For the listing below, show each line that includes the string "SerialBus".

-- Source material follows --

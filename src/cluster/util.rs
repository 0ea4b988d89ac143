use crate::point::Point;

/// Dense symmetric matrix of pairwise Euclidean distances.
///
/// Built once per clustering call and discarded afterwards. O(n²) space,
/// which is the documented scalability bound of this crate: fine for
/// interactive point counts (up to a few thousand), a spatial index would be
/// needed beyond that.
#[derive(Clone, Debug)]
pub(crate) struct DistanceMatrix {
    n: usize,
    values: Vec<f32>,
}

impl DistanceMatrix {
    pub(crate) fn build(points: &[Point]) -> Self {
        let n = points.len();
        let mut values = vec![0.0; n * n];
        for i in 0..n {
            for j in (i + 1)..n {
                let d = points[i].distance(&points[j]);
                values[i * n + j] = d;
                values[j * n + i] = d;
            }
        }
        Self { n, values }
    }

    pub(crate) fn len(&self) -> usize {
        self.n
    }

    #[inline]
    pub(crate) fn get(&self, i: usize, j: usize) -> f32 {
        self.values[i * self.n + j]
    }

    /// All indices within `eps` of point `i`, in ascending index order.
    ///
    /// Includes `i` itself (distance 0). The ascending scan order is part of
    /// the clustering contract: it decides the expansion order and therefore
    /// which cluster claims an ambiguous border point.
    pub(crate) fn neighbors_within(&self, i: usize, eps: f32) -> Vec<usize> {
        (0..self.n).filter(|&j| self.get(i, j) <= eps).collect()
    }
}

#[cfg(test)]
mod tests {
    use super::*;

    #[test]
    fn test_matrix_is_symmetric_with_zero_diagonal() {
        let points = vec![
            Point::new(0.0, 0.0),
            Point::new(3.0, 4.0),
            Point::new(-1.0, 1.0),
        ];
        let m = DistanceMatrix::build(&points);
        for i in 0..3 {
            assert_eq!(m.get(i, i), 0.0);
            for j in 0..3 {
                assert_eq!(m.get(i, j), m.get(j, i));
            }
        }
        assert_eq!(m.get(0, 1), 5.0);
    }

    #[test]
    fn test_neighbors_include_self_and_scan_ascending() {
        let points = vec![
            Point::new(0.0, 0.0),
            Point::new(1.0, 0.0),
            Point::new(10.0, 0.0),
            Point::new(2.0, 0.0),
        ];
        let m = DistanceMatrix::build(&points);
        assert_eq!(m.neighbors_within(1, 1.5), vec![0, 1, 3]);
        assert_eq!(m.neighbors_within(2, 0.0), vec![2]);
    }
}
//! Deterministic rendering of clustering results.
//!
//! Maps (points, labels) onto an RGB raster for inspection and tests: one
//! filled disc per point in its cluster's color, a black contrast ring, gray
//! for noise. The palette comes from an RNG seeded locally inside the render
//! call, so repeated renders of the same result are pixel-identical with no
//! global state involved. The exact RGB values are not a compatibility
//! surface; mutual distinctness (and distinctness from the noise gray) is.

use std::collections::HashSet;

use image::{Rgb, RgbImage};
use rand::prelude::*;

use crate::cluster::NOISE;
use crate::error::{Error, Result};
use crate::point::Point;
use imageproc::drawing::draw_filled_circle_mut;

/// Fixed color for noise points, distinct from every palette color.
pub const NOISE_COLOR: Rgb<u8> = Rgb([128, 128, 128]);

/// Radius of the colored disc drawn per point.
const POINT_RADIUS: i32 = 6;

/// Radius of the black disc drawn underneath (leaves a 1-px ring).
const OUTLINE_RADIUS: i32 = 7;

/// Seed for the palette RNG, local to each render call.
const PALETTE_SEED: u64 = 0x5f17_7c1e;

/// Render a clustering result onto a white raster of the given dimensions.
///
/// `labels` must pair with `points` index-for-index, each label either
/// [`NOISE`] or in `0..n_clusters`.
///
/// # Errors
///
/// [`Error::InvalidParameter`] when `labels` and `points` differ in length
/// or a label falls outside the allowed range.
pub fn render(
    points: &[Point],
    labels: &[i32],
    n_clusters: usize,
    width: u32,
    height: u32,
) -> Result<RgbImage> {
    if labels.len() != points.len() {
        return Err(Error::InvalidParameter {
            name: "labels",
            message: "must have one label per point",
        });
    }
    if labels
        .iter()
        .any(|&l| l != NOISE && !(0..n_clusters as i32).contains(&l))
    {
        return Err(Error::InvalidParameter {
            name: "labels",
            message: "labels must be -1 or in 0..n_clusters",
        });
    }

    let palette = cluster_palette(n_clusters);
    let mut canvas = RgbImage::from_pixel(width, height, Rgb([255, 255, 255]));

    for (p, &label) in points.iter().zip(labels) {
        let color = if label == NOISE {
            NOISE_COLOR
        } else {
            palette[label as usize]
        };
        let center = (p.x.round() as i32, p.y.round() as i32);
        draw_filled_circle_mut(&mut canvas, center, OUTLINE_RADIUS, Rgb([0, 0, 0]));
        draw_filled_circle_mut(&mut canvas, center, POINT_RADIUS, color);
    }

    Ok(canvas)
}

/// One color per cluster id.
///
/// Hues are spread evenly around the wheel with a seeded random offset, at
/// high saturation and value, so cluster colors stay apart from each other
/// and from the desaturated [`NOISE_COLOR`]. At large cluster counts
/// neighboring hues can quantize to the same 8-bit triple, so each color is
/// checked against the ones already issued and re-rolled on collision.
/// Same cluster count, same palette, every call.
fn cluster_palette(n_clusters: usize) -> Vec<Rgb<u8>> {
    let mut rng = StdRng::seed_from_u64(PALETTE_SEED);
    let hue_offset: f32 = rng.random();

    let mut used: HashSet<[u8; 3]> = HashSet::new();
    used.insert(NOISE_COLOR.0);

    (0..n_clusters)
        .map(|c| {
            let hue = (hue_offset + c as f32 / n_clusters.max(1) as f32).fract();
            loop {
                let saturation = 0.65 + 0.3 * rng.random::<f32>();
                let value = 0.8 + 0.2 * rng.random::<f32>();
                let color = hsv_to_rgb(hue, saturation, value);
                if used.insert(color.0) {
                    break color;
                }
            }
        })
        .collect()
}

/// HSV (all in [0, 1]) to 8-bit RGB.
fn hsv_to_rgb(h: f32, s: f32, v: f32) -> Rgb<u8> {
    let h6 = h * 6.0;
    let sector = h6.floor() as i32 % 6;
    let f = h6 - h6.floor();

    let p = v * (1.0 - s);
    let q = v * (1.0 - s * f);
    let t = v * (1.0 - s * (1.0 - f));

    let (r, g, b) = match sector {
        0 => (v, t, p),
        1 => (q, v, p),
        2 => (p, v, t),
        3 => (p, q, v),
        4 => (t, p, v),
        _ => (v, p, q),
    };

    Rgb([
        (r * 255.0).round() as u8,
        (g * 255.0).round() as u8,
        (b * 255.0).round() as u8,
    ])
}

#[cfg(test)]
mod tests {
    use super::*;

    #[test]
    fn test_render_dimensions_and_background() {
        let img = render(&[], &[], 0, 40, 30).unwrap();

        assert_eq!(img.dimensions(), (40, 30));
        assert!(img.pixels().all(|&p| p == Rgb([255, 255, 255])));
    }

    #[test]
    fn test_render_is_deterministic() {
        let points = vec![Point::new(10.0, 10.0), Point::new(30.0, 10.0)];
        let labels = vec![0, 1];

        let a = render(&points, &labels, 2, 50, 20).unwrap();
        let b = render(&points, &labels, 2, 50, 20).unwrap();

        assert_eq!(a.as_raw(), b.as_raw());
    }

    #[test]
    fn test_noise_renders_gray_with_outline() {
        let points = vec![Point::new(20.0, 20.0)];
        let labels = vec![NOISE];

        let img = render(&points, &labels, 0, 40, 40).unwrap();

        assert_eq!(*img.get_pixel(20, 20), NOISE_COLOR);
        // 7 px out from the center sits on the black ring.
        assert_eq!(*img.get_pixel(27, 20), Rgb([0, 0, 0]));
        assert_eq!(*img.get_pixel(20, 0), Rgb([255, 255, 255]));
    }

    #[test]
    fn test_cluster_colors_are_distinct() {
        // Large enough that neighboring hues would collide after 8-bit
        // quantization without the dedup pass.
        for n in [6, 64, 256] {
            let palette = cluster_palette(n);

            let mut seen = HashSet::new();
            seen.insert(NOISE_COLOR.0);
            for color in &palette {
                assert!(seen.insert(color.0), "duplicate color in palette({n})");
            }
        }
    }

    #[test]
    fn test_cluster_color_stable_across_renders() {
        let points = vec![Point::new(15.0, 15.0)];

        let a = render(&points, &[0], 3, 30, 30).unwrap();
        let b = render(&points, &[0], 3, 30, 30).unwrap();

        assert_eq!(a.get_pixel(15, 15), b.get_pixel(15, 15));
    }

    #[test]
    fn test_render_rejects_mismatched_labels() {
        let points = vec![Point::new(1.0, 1.0)];

        assert!(render(&points, &[], 0, 10, 10).is_err());
        assert!(render(&points, &[3], 2, 10, 10).is_err());
        assert!(render(&points, &[-2], 2, 10, 10).is_err());
    }
}
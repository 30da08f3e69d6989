//! Playback session
//!
//! ```text
//! Idle --start_song--> Priming --(zeroes sent)--> Streaming
//!  ^                                                 |
//!  +----(zeroes sent)---- Draining <---stop_song-----+
//! ```
//!
//! `play_chunk` is only accepted in `Streaming`. A bus or pin error while
//! priming or draining drops the session back to `Idle`.

use embedded_hal::delay::DelayNs;
use platform::{PinIo, SerialBus};

use crate::{DriverError, Error, Vs1003};

/// Where a song is in its life cycle.
#[derive(Debug, Clone, Copy, PartialEq, Eq, Default)]
#[cfg_attr(feature = "defmt", derive(defmt::Format))]
pub enum SessionState {
    /// No song
    #[default]
    Idle,
    /// Sending the leading zero run
    Priming,
    /// Accepting chunks
    Streaming,
    /// Sending the trailing zero run
    Draining,
}

impl SessionState {
    /// Short name for logs.
    pub const fn as_str(self) -> &'static str {
        match self {
            Self::Idle => "idle",
            Self::Priming => "priming",
            Self::Streaming => "streaming",
            Self::Draining => "draining",
        }
    }
}

impl<B, P, D> Vs1003<B, P, D>
where
    B: SerialBus,
    P: PinIo,
    D: DelayNs,
{
    /// Current session state.
    pub fn session_state(&self) -> SessionState {
        self.session
    }

    /// Open a song: send the priming zero run, then accept chunks.
    pub fn start_song(&mut self) -> Result<(), DriverError<B, P>> {
        if self.session != SessionState::Idle {
            warn!("start_song while {}", self.session.as_str());
            return Err(Error::SessionAlreadyOpen);
        }
        self.transition(SessionState::Priming);
        let priming = self.send_zeroes(self.config.priming_len);
        self.settle(priming, SessionState::Streaming)
    }

    /// Hand one chunk of encoded audio to the decoder.
    pub fn play_chunk(&mut self, data: &[u8]) -> Result<(), DriverError<B, P>> {
        if self.session != SessionState::Streaming {
            warn!("play_chunk while {}", self.session.as_str());
            return Err(Error::SessionNotOpen);
        }
        self.send_buffer(data)
    }

    /// Close the song: send the draining zero run so the decoder flushes.
    pub fn stop_song(&mut self) -> Result<(), DriverError<B, P>> {
        if self.session != SessionState::Streaming {
            warn!("stop_song while {}", self.session.as_str());
            return Err(Error::SessionNotOpen);
        }
        self.transition(SessionState::Draining);
        let draining = self.send_zeroes(self.config.draining_len);
        self.settle(draining, SessionState::Idle)
    }

    fn settle(
        &mut self,
        outcome: Result<(), DriverError<B, P>>,
        next: SessionState,
    ) -> Result<(), DriverError<B, P>> {
        self.transition(if outcome.is_ok() { next } else { SessionState::Idle });
        outcome
    }

    fn transition(&mut self, next: SessionState) {
        debug!("session {} -> {}", self.session.as_str(), next.as_str());
        self.session = next;
    }
}

#[cfg(test)]
mod tests {
    #![allow(clippy::unwrap_used)]

    use platform::mocks::MockFault;

    use super::SessionState;
    use crate::testing::driver;
    use crate::Error;

    #[test]
    fn full_song_cycle() {
        let (chip, mut vs) = driver();
        vs.start_song().unwrap();
        assert_eq!(vs.session_state(), SessionState::Streaming);
        vs.play_chunk(&[0xFF, 0xFB, 0x90, 0x44]).unwrap();
        vs.stop_song().unwrap();
        assert_eq!(vs.session_state(), SessionState::Idle);

        let sdi = chip.sdi_bytes();
        assert_eq!(sdi.len(), 10 + 4 + 2048);
        assert_eq!(sdi.get(10..14), Some(&[0xFF, 0xFB, 0x90, 0x44][..]));
    }

    #[test]
    fn double_start_is_rejected() {
        let (chip, mut vs) = driver();
        vs.start_song().unwrap();
        assert_eq!(vs.start_song(), Err(Error::SessionAlreadyOpen));
        assert_eq!(chip.sdi_bytes().len(), 10);
        assert_eq!(vs.session_state(), SessionState::Streaming);
    }

    #[test]
    fn stop_without_start_is_rejected() {
        let (chip, mut vs) = driver();
        assert_eq!(vs.stop_song(), Err(Error::SessionNotOpen));
        assert!(chip.sdi_bytes().is_empty());
    }

    #[test]
    fn failed_priming_falls_back_to_idle() {
        let (chip, mut vs) = driver();
        chip.fail_bus_after(3);
        assert_eq!(vs.start_song(), Err(Error::Bus(MockFault)));
        assert_eq!(vs.session_state(), SessionState::Idle);
        // Retry works once the bus recovers.
        vs.start_song().unwrap();
        assert_eq!(vs.session_state(), SessionState::Streaming);
    }
}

-- Source material concluded --

(Task output)
use platform::{PinIo, SerialBus};
    B: SerialBus,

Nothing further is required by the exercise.